=== Begin Enclosure ===
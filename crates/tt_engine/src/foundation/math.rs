//! Math utilities and types
//!
//! Provides the small set of math types the 2D engine works with. Positions
//! are kept as 3D vectors where `z` carries the draw depth.

use serde::{Deserialize, Serialize};

pub use nalgebra::{Vector2, Vector3};

/// 2D vector type
pub type Vec2 = Vector2<f32>;

/// 3D vector type (x, y, depth)
pub type Vec3 = Vector3<f32>;

/// RGBA color with components in `0.0..=1.0`
#[derive(Debug, Clone, Copy, PartialEq, Serialize, Deserialize)]
pub struct Color {
    /// Red channel
    pub r: f32,
    /// Green channel
    pub g: f32,
    /// Blue channel
    pub b: f32,
    /// Alpha channel
    pub a: f32,
}

impl Color {
    /// Opaque white, the neutral tint
    pub const WHITE: Self = Self::rgb(1.0, 1.0, 1.0);

    /// Opaque black
    pub const BLACK: Self = Self::rgb(0.0, 0.0, 0.0);

    /// Fully transparent black
    pub const TRANSPARENT: Self = Self::rgba(0.0, 0.0, 0.0, 0.0);

    /// Create an opaque color
    pub const fn rgb(r: f32, g: f32, b: f32) -> Self {
        Self { r, g, b, a: 1.0 }
    }

    /// Create a color with alpha
    pub const fn rgba(r: f32, g: f32, b: f32, a: f32) -> Self {
        Self { r, g, b, a }
    }

    /// Same color with a different alpha
    #[must_use]
    pub const fn with_alpha(self, a: f32) -> Self {
        Self { a, ..self }
    }
}

impl Default for Color {
    fn default() -> Self {
        Self::WHITE
    }
}

/// Axis-aligned rectangle in pixels
#[derive(Debug, Clone, Copy, PartialEq, Eq, Default, Serialize, Deserialize)]
pub struct Rect {
    /// Left edge
    pub x: i32,
    /// Top edge
    pub y: i32,
    /// Width in pixels
    pub width: u32,
    /// Height in pixels
    pub height: u32,
}

impl Rect {
    /// Create a rectangle
    pub const fn new(x: i32, y: i32, width: u32, height: u32) -> Self {
        Self { x, y, width, height }
    }
}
=== End Enclosure ===
(GOAL OF THE EXERCISE):
Check each line above for the string "types", then copy the ones that have it.

(EXERCISE RESPONSE):
//! Math utilities and types
//! Provides the small set of math types the 2D engine works with. Positions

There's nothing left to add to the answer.